As time has evolved, these benchmarks have become the primary source for code validation in criticality safety and, beyond that, are being used in nuclear data validation. The increased reliance on these benchmarks, as well as code and computational improvements, has led to a significant increase in quality requirements, such as the amount of detail that needs to be included and the expectation for a much deeper dive in the uncertainty analysis, for example, evaluation of individual reflector component uncertainties. The Kilowatt Reactor Using Stirling TechnologY¹² (KRUSTY), HMF-101, evaluated 43 benchmark parameters per configuration whereas Lady Godiva, HMF-001, evaluated 6 benchmark parameters per configuration.

I.C. Sections of Benchmarks in the ICSBEP Handbook

Benchmarks in the ICSBEP Handbook have four main sections: experiment details, evaluation of experimental data, benchmark specifications, and sample calculation results (see the document and content guide in Ref. 1). In Section 1, all details of the experiment are discussed. This includes the history, composition, and dimensions of all the experiment components, including the fuel, reflector, interstitial core components, and structural components. Section 1 includes discussion of how the measurements were taken, the data used to infer k_eff (generally, reactor period measurements, approach to critical, or multiplicity measurements). Other measurements reported are temperature measurements throughout the assembly and supplemental measurements taken, such as Rossi-alpha, reactivity coefficient, and reaction rates. Regarding the components, it includes no assumptions or simplifications made by the evaluator, only known/measured values. The level of detail within this section has remained fairly unchanged throughout the years.
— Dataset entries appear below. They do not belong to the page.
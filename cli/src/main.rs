use clap::{Arg, Command};
use rustyline::error::ReadlineError;
use rustyline::DefaultEditor;
use std::fs;
use std::process;

use flint_interpreter::{compile, Interner, VM};

mod print;

fn read_file(filename: &str) -> String {
  match fs::read_to_string(filename) {
    Ok(contents) if !contents.is_empty() => contents,
    _ => {
      print::error_message("could not read input file");
      process::exit(-1);
    }
  }
}

fn run_file(filename: &str) {
  let source = read_file(filename);
  let mut vm = VM::new();
  vm.interpret(&source);
}

fn repl() {
  let Ok(mut editor) = DefaultEditor::new() else {
    return print::error_message("could not open the terminal");
  };
  let mut vm = VM::new();

  loop {
    match editor.readline("> ") {
      Ok(line) => {
        if line.is_empty() {
          continue;
        }
        let _ = editor.add_history_entry(&line);
        vm.interpret(&line);
      }
      Err(ReadlineError::Interrupted | ReadlineError::Eof) => break,
      Err(error) => {
        println!("Error: {error:?}");
        break;
      }
    }
  }
}

fn main() {
  let version = "v0.2";
  let app = Command::new("flint")
    .version(version)
    .arg(Arg::new("file").help("The file to run").required(false))
    .subcommand(
      Command::new("run")
        .about("Execute a flint program")
        .arg(Arg::new("file").help("The file to run").required(true)),
    )
    .subcommand(
      Command::new("tokens")
        .about("Display the tokens for a file")
        .arg(
          Arg::new("file")
            .help("The file to scan for tokens")
            .required(true),
        ),
    )
    .subcommand(
      Command::new("bytecode")
        .about("Display the compiled bytecode for a file")
        .arg(Arg::new("file").help("The file to compile").required(true)),
    )
    .get_matches();

  match app.subcommand() {
    Some(("run", subcommand)) => {
      run_file(subcommand.get_one::<String>("file").unwrap());
    }
    Some(("tokens", subcommand)) => {
      let source = read_file(subcommand.get_one::<String>("file").unwrap());
      print::tokens(&source);
    }
    Some(("bytecode", subcommand)) => {
      let source = read_file(subcommand.get_one::<String>("file").unwrap());
      let mut interner = Interner::new();
      match compile(&source, &mut interner) {
        Ok(function) => print::chunk(&function),
        Err(errors) => print::compile_errors(&errors),
      }
    }
    _ => {
      if let Some(filename) = app.get_one::<String>("file") {
        run_file(filename);
      } else {
        println!("flint ({version})");
        repl();
      }
    }
  }
}
use flint_test::*;

flint_test!(if_takes_the_true_branch
  "if 1 < 2 { print \"yes\"; } else { print \"no\"; }"
  stdout == "yes\n"
);

flint_test!(if_takes_the_else_branch
  "if nil { print \"yes\"; } else { print \"no\"; }"
  stdout == "no\n"
);

flint_test!(if_without_else_falls_through
  "if false { print \"skipped\"; } print \"after\";"
  stdout == "after\n"
);

flint_test!(if_expression_selects_a_value
  "var y = if 1 < 2 do \"yes\" else \"no\"; print y;"
  stdout == "yes\n"
);

flint_test!(if_expression_requires_do
  "var y = if true \"yes\" else \"no\";"
  CompileError "expected do keyword after if condition"
);

flint_test!(while_counts_up
  "var x = 0; while x < 10 { x += 1; } print x;"
  stdout == "10\n"
);

flint_test!(while_false_never_runs
  "var x = 0; while false { x += 1; } print x;"
  stdout == "0\n"
);

flint_test!(break_leaves_the_loop
  "var x = 0; while true { x++; if x == 5 { break; } } print x;"
  stdout == "5\n"
);

flint_test!(continue_skips_to_the_condition
  "
  var total = 0;
  var i = 0;
  while i < 10 {
    i++;
    if i % 2 == 1 { continue; }
    total += i;
  }
  print total;
  "
  stdout == "30\n"
);

flint_test!(break_outside_a_loop_is_rejected
  "break;"
  CompileError "break statement cannot be used outside of a loop"
);

flint_test!(continue_outside_a_loop_is_rejected
  "continue;"
  CompileError "continue statement cannot be used outside of a loop"
);

flint_test!(switch_matches_a_case
  "var x = 2; switch x { case 1: print \"a\"; case 2: print \"b\"; default: print \"c\"; }"
  stdout == "b\n"
);

flint_test!(switch_falls_back_to_default
  "var x = 5; switch x { case 1: print \"a\"; case 2: print \"b\"; default: print \"c\"; }"
  stdout == "c\n"
);

flint_test!(switch_default_may_appear_mid_statement
  "var x = 9; switch x { case 1: print \"a\"; default: print \"d\"; case 9: print \"nine\"; }"
  stdout == "nine\n"
);

flint_test!(switch_default_mid_statement_still_catches
  "var x = 2; switch x { case 1: print \"a\"; default: print \"d\"; case 9: print \"nine\"; }"
  stdout == "d\n"
);

flint_test!(switch_case_bodies_take_several_statements
  "
  switch 1 {
    case 1:
      var doubled = 2;
      print doubled;
      print \"done\";
  }
  "
  stdout == "2\ndone\n"
);

flint_test!(duplicate_default_is_rejected
  "switch 1 { default: print 1; default: print 2; }"
  CompileError "duplicate default label"
);

flint_test!(and_yields_a_boolean
  "print 1 and 2; print 1 and nil;"
  stdout == "true\nfalse\n"
);

flint_test!(or_yields_the_first_truthy_operand
  "print false or \"x\"; print nil or false;"
  stdout == "x\nfalse\n"
);

flint_test!(is_compares_type_tags
  "print 1 is 2; print 1 is \"a\"; print nil is nil;"
  stdout == "true\nfalse\ntrue\n"
);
Section 2 evaluates the uncertainty of the experiment. A very detailed model, in a code of the user’s choice, is made of the experiment. This section uses that model to evaluate the sensitivity and uncertainty to all aspects of the experiment. The general categories include the following: measurement, mass, dimensions/geometry, position, composition/isotopics, and temperature. Within each category, the components of the experiment are broken down into subcategories, such as fuel, moderator, and reflector. The cutoff for “negligible” varies by the evaluation and when the benchmark evaluation was performed. For example, PMF-047 (Ref. 13), last revised in 2022, used 0.00002 as a cutoff, whereas PMF-003 (Ref. 14), last revised in 1996, used 0.00020 as a cutoff. One aspect generally not evaluated is nuclear data. This is because the benchmarks are intended to be code and cross-section library agnostic. The uncertainty evaluated in Section 2 is an uncertainty of the experiment, not the model. The detail within this section has increased by over an order of magnitude since the beginning of the ICSBEP Handbook (i.e., by page count and number of uncertainties evaluated).
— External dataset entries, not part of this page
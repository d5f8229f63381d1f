mod scanner;
mod tokens;

// Scan a source string into a stream of tokens
pub use scanner::{Scanner, ScannerState};

// A token, and the closed set of token kinds
pub use tokens::{LineNumber, Token, TokenType};
use crate::object::Object;
use crate::value::Value;
use crate::vm::MAX_DATA_SIZE;
use flint_syntax::LineNumber;

#[derive(Debug, PartialEq, Eq, Copy, Clone)]
pub enum OpCode {
  Constant,
  SetMem,
  GetMem,
  ToString,
  True,
  False,
  Pop,
  Nil,
  Cmp,
  Greater,
  Less,
  Add,
  Subtract,
  Multiply,
  Divide,
  Power,
  Mod,
  Not,
  Negate,
  Increment,
  Decrement,
  Or,
  And,
  Print,
  LoadAddr,
  TypeCmp,
  Jif,
  Jump,
  RollBack,
  Call,
  ConstructTuple,
  SetFromTuple,
  Return,
  NoOp,
}

pub const NO_CONSTANT: u16 = u16::MAX;

/// Fixed-shape instruction record: opcode, constant-pool index
/// (`NO_CONSTANT` when the opcode takes none), and source line.
#[derive(Debug, Copy, Clone)]
pub struct Instruction {
  pub code: OpCode,
  pub constant: u16,
  pub line: LineNumber,
}

#[derive(Clone, Default, Debug)]
pub struct Chunk {
  pub code: Vec<Instruction>,
  pub constants: Vec<Value>,
}

impl Chunk {
  pub fn len(&self) -> usize {
    self.code.len()
  }

  pub fn is_empty(&self) -> bool {
    self.code.is_empty()
  }

  pub fn emit(&mut self, code: OpCode, line: LineNumber) {
    self.code.push(Instruction {
      code,
      constant: NO_CONSTANT,
      line,
    });
  }

  /// Appends an instruction together with a newly pooled constant.
  /// `None` once the pool can no longer be indexed by a `u16`.
  pub fn emit_with_constant(
    &mut self,
    code: OpCode,
    value: Value,
    line: LineNumber,
  ) -> Option<u16> {
    if self.constants.len() >= usize::from(NO_CONSTANT) {
      return None;
    }

    let index = self.constants.len() as u16;
    self.constants.push(value);
    self.code.push(Instruction {
      code,
      constant: index,
      line,
    });

    Some(index)
  }

  pub fn get_constant(&self, index: u16) -> &Value {
    &self.constants[usize::from(index)]
  }

  /// Checks the structural invariants the compiler is supposed to uphold:
  /// constant indices are valid, jump distances are in-range numbers,
  /// memory references fit the VM data array, and the chunk ends with
  /// `Return`. Function constants are verified recursively.
  pub fn verify(&self) -> Result<(), String> {
    if !matches!(self.code.last().map(|i| i.code), Some(OpCode::Return)) {
      return Err("chunk does not end with Return".to_string());
    }

    for (position, instruction) in self.code.iter().enumerate() {
      let constant = if instruction.constant == NO_CONSTANT {
        None
      } else if usize::from(instruction.constant) < self.constants.len() {
        Some(self.get_constant(instruction.constant))
      } else {
        return Err(format!("constant index out of range at {position}"));
      };

      match instruction.code {
        OpCode::Constant | OpCode::Call => {
          if constant.is_none() {
            return Err(format!("missing constant at {position}"));
          }
        }
        OpCode::SetMem | OpCode::GetMem | OpCode::LoadAddr => match constant {
          Some(Value::Address(address)) if usize::from(*address) < MAX_DATA_SIZE => {}
          _ => return Err(format!("bad memory reference at {position}")),
        },
        OpCode::SetFromTuple => match constant {
          Some(Value::Address(_)) => {}
          _ => return Err(format!("bad identifier count at {position}")),
        },
        OpCode::Jif | OpCode::Jump => match constant {
          Some(Value::Number(offset)) if *offset >= 0.0 => {
            let target = position + 1 + *offset as usize;
            if target > self.code.len() {
              return Err(format!("jump out of range at {position}"));
            }
          }
          _ => return Err(format!("bad jump distance at {position}")),
        },
        OpCode::RollBack => match constant {
          Some(Value::Number(offset)) if *offset >= 0.0 => {
            if *offset as usize > position + 1 {
              return Err(format!("rollback out of range at {position}"));
            }
          }
          _ => return Err(format!("bad rollback distance at {position}")),
        },
        _ => {}
      }
    }

    for constant in &self.constants {
      if let Value::Object(Object::Function(function)) = constant {
        function.chunk.verify()?;
      }
    }

    Ok(())
  }
}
The third section of benchmarks in the ICSBEP Handbook creates the benchmark model and describes it in sufficient detail such that someone else could make the same model. Adjustments from reality are considered biases and specifically discussed in this section. A simplified model, with significantly less detail than the detailed model, is also included. The purpose of the simplified model was to reduce the computational time needed; this was especially important in the early days of validation when computational time was a significant resource. It is also still useful today, for example, when linking to multiphysics and deterministic codes. The simplified model has additional biases associated with it, due to the simplifications.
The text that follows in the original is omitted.